Ils montèrent ensemble.

La chambre était spacieuse. Par la fenêtre ouverte à deux battants, on découvrait la passe des Couraux, le commencement du pertuis de Maumusson et dans la distance, bornant la vue, la côte du continent, avec le donjon du fort Chapus, en avancée. Contre le ciel immense et déjà plus sombre, des mouettes, à grands coups d’ailes, s’entre-croisaient. On entendait les cris des enfants sur la plage.

Quand la porte se fut refermée sur le départ de la femme de chambre :

— Mon cher Certeuil, dit Charles Christiani, ma façon d’être doit vous sembler un peu bizarre. Pardonnez-moi… Vous voyez devant vous un homme assez ému… Voilà : cette jeune fille, Mlle Rita… Elle a fait sur moi une profonde impression…

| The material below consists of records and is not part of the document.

//! Scalar, shape, and constant-tensor value model shared by node arguments,
//! initializers, and kernel type constraints.

use std::fmt;
use std::sync::Arc;

use serde::{ser::SerializeStruct, Deserialize, Serialize};

/// Enumerates scalar element types a kernel can be constrained on.
#[derive(Debug, Clone, Copy, PartialEq, Eq, Hash, Serialize, Deserialize)]
pub enum DType {
    Bool,
    I8,
    U8,
    I32,
    U32,
    I64,
    U64,
    F16,
    Bf16,
    F32,
    F64,
}

impl DType {
    /// Returns `true` when the dtype is any signed or unsigned integer.
    pub fn is_integer(self) -> bool {
        matches!(
            self,
            DType::I8 | DType::U8 | DType::I32 | DType::U32 | DType::I64 | DType::U64
        )
    }

    /// Returns `true` when the dtype is a floating-point representation.
    pub fn is_float(self) -> bool {
        matches!(self, DType::F16 | DType::Bf16 | DType::F32 | DType::F64)
    }

    /// Returns the storage size in bytes of one element.
    pub fn size_in_bytes(self) -> usize {
        match self {
            DType::Bool | DType::I8 | DType::U8 => 1,
            DType::F16 | DType::Bf16 => 2,
            DType::I32 | DType::U32 | DType::F32 => 4,
            DType::I64 | DType::U64 | DType::F64 => 8,
        }
    }
}

impl fmt::Display for DType {
    fn fmt(&self, f: &mut fmt::Formatter<'_>) -> fmt::Result {
        let name = match self {
            DType::Bool => "bool",
            DType::I8 => "i8",
            DType::U8 => "u8",
            DType::I32 => "i32",
            DType::U32 => "u32",
            DType::I64 => "i64",
            DType::U64 => "u64",
            DType::F16 => "f16",
            DType::Bf16 => "bf16",
            DType::F32 => "f32",
            DType::F64 => "f64",
        };
        f.write_str(name)
    }
}

/// Names a symbolic dynamic dimension (e.g. `?batch`).
#[derive(Debug, Clone, PartialEq, Eq, Hash)]
pub struct DimSymbol(Arc<str>);

impl DimSymbol {
    pub fn new(name: impl Into<String>) -> Self {
        Self(Arc::<str>::from(name.into()))
    }

    pub fn as_str(&self) -> &str {
        &self.0
    }
}

impl Serialize for DimSymbol {
    fn serialize<S>(&self, serializer: S) -> Result<S::Ok, S::Error>
    where
        S: serde::Serializer,
    {
        serializer.serialize_str(self.as_str())
    }
}

impl<'de> Deserialize<'de> for DimSymbol {
    fn deserialize<D>(deserializer: D) -> Result<Self, D::Error>
    where
        D: serde::Deserializer<'de>,
    {
        let name = String::deserialize(deserializer)?;
        Ok(DimSymbol::new(name))
    }
}

/// Represents a single axis extent in a tensor shape.
#[derive(Debug, Clone, PartialEq, Eq, Hash, Serialize, Deserialize)]
pub enum Dimension {
    Static(usize),
    Dynamic(DimSymbol),
}

/// Logical tensor shape as an ordered list of dimensions.
#[derive(Debug, Clone, PartialEq, Eq, Hash, Serialize, Deserialize)]
pub struct Shape {
    dims: Vec<Dimension>,
}

impl Shape {
    pub fn new(dims: impl Into<Vec<Dimension>>) -> Self {
        Self { dims: dims.into() }
    }

    /// Convenience constructor for fully static shapes.
    pub fn from_static(dims: impl IntoIterator<Item = usize>) -> Self {
        Self {
            dims: dims.into_iter().map(Dimension::Static).collect(),
        }
    }

    pub fn rank(&self) -> usize {
        self.dims.len()
    }

    pub fn dims(&self) -> &[Dimension] {
        &self.dims
    }

    /// Returns static dimensions when all dims are static.
    pub fn static_dims(&self) -> Option<Vec<usize>> {
        let mut dims = Vec::with_capacity(self.dims.len());
        for dim in &self.dims {
            match dim {
                Dimension::Static(value) => dims.push(*value),
                Dimension::Dynamic(_) => return None,
            }
        }
        Some(dims)
    }

    /// Returns element count when all dims are static.
    pub fn element_count(&self) -> Option<usize> {
        let dims = self.static_dims()?;
        let mut count = 1usize;
        for dim in dims {
            count = count.checked_mul(dim)?;
        }
        Some(count)
    }
}

/// Tensor metadata coupling dtype and shape.
#[derive(Debug, Clone, PartialEq, Eq, Hash, Serialize, Deserialize)]
pub struct TensorSpec {
    pub dtype: DType,
    pub shape: Shape,
}

impl TensorSpec {
    pub fn new(dtype: DType, shape: Shape) -> Self {
        Self { dtype, shape }
    }

    /// Returns total byte length when the shape is fully static.
    pub fn byte_len(&self) -> Option<usize> {
        let elem_count = self.shape.element_count()?;
        elem_count.checked_mul(self.dtype.size_in_bytes())
    }
}

/// Dense constant tensor payload used for graph initializers.
///
/// Initializers are replaced wholesale (remove then add); the byte payload is
/// shared and never mutated in place.
#[derive(Debug, Clone, PartialEq, Eq)]
pub struct TensorLiteral {
    pub spec: TensorSpec,
    pub bytes: Arc<[u8]>,
}

impl TensorLiteral {
    pub fn new(spec: TensorSpec, bytes: Arc<[u8]>) -> Self {
        Self { spec, bytes }
    }

    /// A literal of the given spec with zero-filled storage, for tests and
    /// placeholder constants.
    pub fn zeroed(spec: TensorSpec) -> Self {
        let len = spec.byte_len().unwrap_or(0);
        Self {
            spec,
            bytes: Arc::<[u8]>::from(vec![0u8; len]),
        }
    }

    pub fn byte_len(&self) -> usize {
        self.bytes.len()
    }

    /// Returns a copy of this literal carrying a different shape. The byte
    /// payload is shared; callers are responsible for keeping the element
    /// count identical.
    pub fn with_shape(&self, shape: Shape) -> Self {
        Self {
            spec: TensorSpec::new(self.spec.dtype, shape),
            bytes: Arc::clone(&self.bytes),
        }
    }
}

impl Serialize for TensorLiteral {
    fn serialize<S>(&self, serializer: S) -> Result<S::Ok, S::Error>
    where
        S: serde::Serializer,
    {
        let mut state = serializer.serialize_struct("TensorLiteral", 2)?;
        state.serialize_field("spec", &self.spec)?;
        state.serialize_field("bytes", &self.bytes.as_ref())?;
        state.end()
    }
}

impl<'de> Deserialize<'de> for TensorLiteral {
    fn deserialize<D>(deserializer: D) -> Result<Self, D::Error>
    where
        D: serde::Deserializer<'de>,
    {
        #[derive(Deserialize)]
        struct TensorLiteralHelper {
            spec: TensorSpec,
            bytes: Vec<u8>,
        }

        let helper = TensorLiteralHelper::deserialize(deserializer)?;
        Ok(TensorLiteral {
            spec: helper.spec,
            bytes: Arc::<[u8]>::from(helper.bytes),
        })
    }
}
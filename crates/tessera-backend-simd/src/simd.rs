//! Vectorized backend with partial coverage: f32 operands, fully static
//! shapes, and a small fusable op set.
//!
//! The provider claims producer→consumer pairs from its fusion table as
//! single fused groups when the producer's output has exactly one consumer;
//! everything else it supports is claimed node by node. Nodes outside its
//! coverage are left for later backends in the preference order.

use std::collections::HashSet;
use std::sync::Arc;

use tracing::trace;

use tessera::graph::{DType, Graph, Node, NodeIndex};
use tessera::kernel::{
    KernelContext, KernelDefBuilder, KernelLookup, KernelRegistry, OpKernel, RegistrationError,
};
use tessera::provider::{BackendId, CapabilityClaim, ExecutionProvider, PartitionView};

pub fn backend_id() -> BackendId {
    BackendId::new("simd")
}

/// Producer→consumer op pairs this backend executes as one fused unit.
const FUSABLE: &[(&str, &str)] = &[("Conv", "Relu"), ("MatMul", "Relu"), ("MatMul", "Add")];

const SUPPORTED_OPS: &[&str] = &["Add", "Mul", "Relu", "Softmax", "MatMul", "Conv"];

struct SimdKernel {
    label: String,
}

impl OpKernel for SimdKernel {
    fn name(&self) -> &str {
        &self.label
    }

    fn compute(&self, ctx: &mut KernelContext<'_>) -> anyhow::Result<()> {
        trace!(kernel = self.label.as_str(), node = %ctx.node().index(), "simd kernel invoked");
        Ok(())
    }
}

/// Builds the vectorized kernel catalog: the supported op set, f32 only.
pub fn simd_kernel_registry() -> Result<KernelRegistry, RegistrationError> {
    let simd = backend_id();
    let mut registry = KernelRegistry::new(simd.clone());
    for op in SUPPORTED_OPS {
        let label = format!("simd::{}", op.to_lowercase());
        registry.register(
            KernelDefBuilder::new(*op, simd.clone())
                .since_version(1)
                .type_constraint("T", [DType::F32])
                .build(),
            Arc::new(move |_node: &Node| {
                Ok(Box::new(SimdKernel {
                    label: label.clone(),
                }) as Box<dyn OpKernel>)
            }),
        )?;
    }
    Ok(registry)
}

pub struct SimdExecutionProvider {
    id: BackendId,
}

impl SimdExecutionProvider {
    pub fn new() -> Self {
        Self { id: backend_id() }
    }

    /// Coverage gate: a registered kernel plus fully static shapes on every
    /// operand. Vector codegen cannot size its loops against symbolic dims.
    fn supports(&self, graph: &Graph, node: &Node, kernels: &dyn KernelLookup) -> bool {
        if !kernels.has_kernel(graph, node, &self.id) {
            return false;
        }
        node.inputs().iter().chain(node.outputs()).all(|arg| {
            graph
                .arg(*arg)
                .shape()
                .is_some_and(|shape| shape.static_dims().is_some())
        })
    }

    /// Looks for the unique consumer forming a fusable pair with `node`.
    fn fusable_consumer(
        &self,
        graph: &Graph,
        node: &Node,
        supported: &HashSet<NodeIndex>,
        claimed: &HashSet<NodeIndex>,
    ) -> Option<NodeIndex> {
        let output = node.outputs().first()?;
        let consumers = graph.consumers_of(*output);
        let [consumer] = consumers.as_slice() else {
            return None;
        };
        if claimed.contains(consumer) || !supported.contains(consumer) {
            return None;
        }
        let consumer_node = graph.node(*consumer)?;
        FUSABLE
            .iter()
            .any(|(producer_op, consumer_op)| {
                node.op_type() == *producer_op && consumer_node.op_type() == *consumer_op
            })
            .then_some(*consumer)
    }
}

impl Default for SimdExecutionProvider {
    fn default() -> Self {
        Self::new()
    }
}

impl ExecutionProvider for SimdExecutionProvider {
    fn backend_id(&self) -> &BackendId {
        &self.id
    }

    fn get_capability(
        &self,
        view: &PartitionView<'_>,
        kernels: &dyn KernelLookup,
    ) -> Vec<CapabilityClaim> {
        let graph = view.graph();
        let supported: HashSet<NodeIndex> = view
            .nodes()
            .filter(|node| self.supports(graph, node, kernels))
            .map(|node| node.index())
            .collect();

        let mut claimed: HashSet<NodeIndex> = HashSet::new();
        let mut claims = Vec::new();
        for node in view.nodes() {
            let index = node.index();
            if !supported.contains(&index) || claimed.contains(&index) {
                continue;
            }
            if let Some(consumer) = self.fusable_consumer(graph, node, &supported, &claimed) {
                let consumer_op = graph
                    .node(consumer)
                    .map(|n| n.op_type().to_lowercase())
                    .unwrap_or_default();
                claimed.insert(index);
                claimed.insert(consumer);
                claims.push(CapabilityClaim::fused(
                    vec![index, consumer],
                    format!("{}_{}", node.op_type().to_lowercase(), consumer_op),
                ));
                continue;
            }
            claimed.insert(index);
            claims.push(CapabilityClaim::single(index));
        }
        claims
    }
}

Luc, sans rien dire, le considérait d’un air si indéchiffrable que Charles s’interrompit un instant et, à son tour, fixa curieusement les yeux qui le fixaient.

— Qu’y a-t-il ? reprit Charles, légèrement démonté.

— Rien. Je vous écoute avec beaucoup d’intérêt.

— Rien, vraiment ? J’aurais cru…

— C’est-à-dire que, enfin… Vous devez bien penser, mon cher ami, que je ne serai pas le seul à éprouver quelque surprise…

— Quoi ! dit Charles très gaiement. Parce que je ne danse pas, parce que je ne vais pas dans le monde, parce que je suis un explorateur d’archives et de bibliothèques, va-t-on croire à des vœux perpétuels et me prendre pour un moine ? Dites ?

Luc de Certeuil affecta de cligner les yeux précipitamment, pour manifester son incompréhension.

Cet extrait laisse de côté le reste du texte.